**Provided data**

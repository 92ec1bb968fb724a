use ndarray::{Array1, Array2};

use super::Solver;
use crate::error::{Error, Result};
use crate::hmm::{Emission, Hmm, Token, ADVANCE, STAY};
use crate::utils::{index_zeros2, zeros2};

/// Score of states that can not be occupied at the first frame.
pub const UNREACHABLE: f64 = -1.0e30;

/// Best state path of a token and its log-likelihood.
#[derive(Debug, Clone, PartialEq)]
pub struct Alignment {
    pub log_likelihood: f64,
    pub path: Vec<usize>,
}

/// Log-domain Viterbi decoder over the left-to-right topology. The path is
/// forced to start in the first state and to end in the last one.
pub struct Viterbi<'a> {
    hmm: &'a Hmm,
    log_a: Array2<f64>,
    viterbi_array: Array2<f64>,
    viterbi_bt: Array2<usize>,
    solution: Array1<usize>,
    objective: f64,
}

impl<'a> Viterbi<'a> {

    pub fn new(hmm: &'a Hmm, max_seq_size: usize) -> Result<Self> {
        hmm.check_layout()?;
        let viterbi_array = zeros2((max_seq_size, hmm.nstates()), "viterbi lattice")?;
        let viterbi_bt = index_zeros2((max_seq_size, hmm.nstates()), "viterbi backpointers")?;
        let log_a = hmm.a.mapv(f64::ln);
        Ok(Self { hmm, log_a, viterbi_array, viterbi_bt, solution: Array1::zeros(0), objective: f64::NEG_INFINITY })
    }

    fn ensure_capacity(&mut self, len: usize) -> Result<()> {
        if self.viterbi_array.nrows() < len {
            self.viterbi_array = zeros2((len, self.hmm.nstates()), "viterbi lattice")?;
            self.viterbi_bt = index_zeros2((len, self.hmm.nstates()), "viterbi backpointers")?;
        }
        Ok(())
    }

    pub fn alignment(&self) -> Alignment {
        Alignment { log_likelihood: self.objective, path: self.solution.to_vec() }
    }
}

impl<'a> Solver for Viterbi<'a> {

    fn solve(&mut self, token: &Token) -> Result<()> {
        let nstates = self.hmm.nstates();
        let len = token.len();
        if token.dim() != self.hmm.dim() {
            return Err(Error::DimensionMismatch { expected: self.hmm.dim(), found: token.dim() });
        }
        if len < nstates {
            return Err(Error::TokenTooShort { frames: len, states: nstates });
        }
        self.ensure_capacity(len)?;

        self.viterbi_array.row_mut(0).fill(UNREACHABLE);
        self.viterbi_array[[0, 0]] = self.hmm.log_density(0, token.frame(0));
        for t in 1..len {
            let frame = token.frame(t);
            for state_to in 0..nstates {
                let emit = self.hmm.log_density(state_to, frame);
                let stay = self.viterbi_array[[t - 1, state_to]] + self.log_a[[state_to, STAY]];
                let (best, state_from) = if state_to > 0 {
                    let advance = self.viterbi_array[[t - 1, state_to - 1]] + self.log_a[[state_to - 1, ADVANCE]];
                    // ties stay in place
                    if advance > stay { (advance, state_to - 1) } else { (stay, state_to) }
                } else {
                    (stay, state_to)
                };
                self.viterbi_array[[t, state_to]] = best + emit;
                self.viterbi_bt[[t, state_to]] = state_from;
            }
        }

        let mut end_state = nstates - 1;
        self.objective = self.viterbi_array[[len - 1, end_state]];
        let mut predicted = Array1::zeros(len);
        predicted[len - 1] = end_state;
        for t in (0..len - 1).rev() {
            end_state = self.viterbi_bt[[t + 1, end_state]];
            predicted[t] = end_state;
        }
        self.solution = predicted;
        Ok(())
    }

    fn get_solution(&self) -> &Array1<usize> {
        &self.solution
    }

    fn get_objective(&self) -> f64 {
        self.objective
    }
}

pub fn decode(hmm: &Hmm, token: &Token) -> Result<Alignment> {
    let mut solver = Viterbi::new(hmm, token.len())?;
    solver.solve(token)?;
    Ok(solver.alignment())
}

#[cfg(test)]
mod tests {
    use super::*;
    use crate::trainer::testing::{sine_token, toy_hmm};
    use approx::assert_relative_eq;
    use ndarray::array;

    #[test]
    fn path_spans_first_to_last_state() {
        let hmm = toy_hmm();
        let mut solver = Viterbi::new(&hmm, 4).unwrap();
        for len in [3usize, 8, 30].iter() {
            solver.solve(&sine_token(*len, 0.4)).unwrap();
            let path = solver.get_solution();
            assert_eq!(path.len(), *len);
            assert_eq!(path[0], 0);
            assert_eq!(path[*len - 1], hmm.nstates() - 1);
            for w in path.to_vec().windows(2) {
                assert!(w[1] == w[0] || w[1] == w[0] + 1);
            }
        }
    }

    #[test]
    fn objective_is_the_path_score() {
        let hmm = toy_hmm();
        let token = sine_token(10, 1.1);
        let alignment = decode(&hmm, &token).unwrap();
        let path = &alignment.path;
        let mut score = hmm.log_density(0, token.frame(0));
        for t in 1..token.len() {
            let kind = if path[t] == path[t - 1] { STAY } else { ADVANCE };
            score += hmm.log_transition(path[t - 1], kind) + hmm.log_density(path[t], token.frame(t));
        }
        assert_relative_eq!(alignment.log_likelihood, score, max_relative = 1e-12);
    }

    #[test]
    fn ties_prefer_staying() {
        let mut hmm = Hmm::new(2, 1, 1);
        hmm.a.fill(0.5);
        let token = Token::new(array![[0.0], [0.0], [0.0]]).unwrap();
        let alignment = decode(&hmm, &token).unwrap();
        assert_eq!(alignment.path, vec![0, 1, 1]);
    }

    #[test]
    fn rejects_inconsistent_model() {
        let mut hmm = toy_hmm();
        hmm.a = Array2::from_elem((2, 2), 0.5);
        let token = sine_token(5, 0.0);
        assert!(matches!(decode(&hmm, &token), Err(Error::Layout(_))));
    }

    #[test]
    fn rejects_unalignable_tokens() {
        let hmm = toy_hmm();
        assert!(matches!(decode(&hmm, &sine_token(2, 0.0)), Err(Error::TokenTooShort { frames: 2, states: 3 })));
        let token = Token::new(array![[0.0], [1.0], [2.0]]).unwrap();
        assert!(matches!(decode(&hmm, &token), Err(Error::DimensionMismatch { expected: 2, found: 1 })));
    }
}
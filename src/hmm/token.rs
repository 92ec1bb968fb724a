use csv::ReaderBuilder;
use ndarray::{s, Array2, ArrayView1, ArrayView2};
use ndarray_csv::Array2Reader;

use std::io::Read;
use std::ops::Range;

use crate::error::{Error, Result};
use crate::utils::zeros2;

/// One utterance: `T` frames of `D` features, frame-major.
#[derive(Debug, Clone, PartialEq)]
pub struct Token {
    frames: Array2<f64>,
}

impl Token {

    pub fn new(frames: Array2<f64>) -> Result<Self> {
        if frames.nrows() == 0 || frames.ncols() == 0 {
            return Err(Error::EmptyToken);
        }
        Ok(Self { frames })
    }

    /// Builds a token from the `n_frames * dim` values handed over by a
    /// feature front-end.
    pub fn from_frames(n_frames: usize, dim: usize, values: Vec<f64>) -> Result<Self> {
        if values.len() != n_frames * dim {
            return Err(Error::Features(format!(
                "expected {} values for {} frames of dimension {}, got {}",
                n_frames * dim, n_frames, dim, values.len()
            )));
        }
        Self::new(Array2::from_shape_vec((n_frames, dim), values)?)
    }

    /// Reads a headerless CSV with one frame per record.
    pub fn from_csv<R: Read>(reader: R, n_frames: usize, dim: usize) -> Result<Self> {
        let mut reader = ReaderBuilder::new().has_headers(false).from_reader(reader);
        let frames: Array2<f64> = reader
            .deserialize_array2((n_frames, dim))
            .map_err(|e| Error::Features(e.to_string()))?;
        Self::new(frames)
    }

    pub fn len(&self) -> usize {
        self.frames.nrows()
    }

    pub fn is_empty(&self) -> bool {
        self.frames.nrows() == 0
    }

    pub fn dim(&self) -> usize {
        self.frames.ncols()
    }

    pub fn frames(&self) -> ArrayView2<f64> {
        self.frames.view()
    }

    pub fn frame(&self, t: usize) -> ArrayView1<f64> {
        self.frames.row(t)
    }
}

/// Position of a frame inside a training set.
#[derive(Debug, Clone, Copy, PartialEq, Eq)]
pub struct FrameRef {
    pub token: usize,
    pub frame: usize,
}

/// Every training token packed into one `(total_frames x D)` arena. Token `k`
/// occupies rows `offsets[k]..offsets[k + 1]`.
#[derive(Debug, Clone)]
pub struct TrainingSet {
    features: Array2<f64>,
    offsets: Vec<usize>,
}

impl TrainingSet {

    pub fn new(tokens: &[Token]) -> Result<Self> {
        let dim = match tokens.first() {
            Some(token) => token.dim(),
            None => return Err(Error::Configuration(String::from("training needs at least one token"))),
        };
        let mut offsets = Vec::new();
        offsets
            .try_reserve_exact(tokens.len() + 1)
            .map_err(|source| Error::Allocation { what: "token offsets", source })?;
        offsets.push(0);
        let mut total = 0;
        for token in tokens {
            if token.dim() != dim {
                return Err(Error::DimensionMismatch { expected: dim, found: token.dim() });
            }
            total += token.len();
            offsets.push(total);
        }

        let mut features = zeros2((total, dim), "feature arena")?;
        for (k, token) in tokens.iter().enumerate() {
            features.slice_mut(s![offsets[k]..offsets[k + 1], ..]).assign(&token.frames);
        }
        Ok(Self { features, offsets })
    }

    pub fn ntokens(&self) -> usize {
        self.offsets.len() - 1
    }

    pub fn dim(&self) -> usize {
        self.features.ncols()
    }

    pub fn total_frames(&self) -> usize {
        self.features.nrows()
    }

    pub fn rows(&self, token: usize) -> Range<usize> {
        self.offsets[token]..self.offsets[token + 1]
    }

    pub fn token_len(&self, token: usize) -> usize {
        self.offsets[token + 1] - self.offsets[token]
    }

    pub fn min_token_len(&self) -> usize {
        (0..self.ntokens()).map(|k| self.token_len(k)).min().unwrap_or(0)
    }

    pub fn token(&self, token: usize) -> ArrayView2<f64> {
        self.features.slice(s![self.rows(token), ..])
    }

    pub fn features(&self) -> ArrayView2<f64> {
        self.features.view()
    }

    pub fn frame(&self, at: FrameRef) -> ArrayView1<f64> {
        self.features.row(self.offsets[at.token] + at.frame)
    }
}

**Exercise directions**
Some of the data mentions "TrainingSet". Copy every line where it does.

**Result for this exercise**
pub struct TrainingSet {
impl TrainingSet {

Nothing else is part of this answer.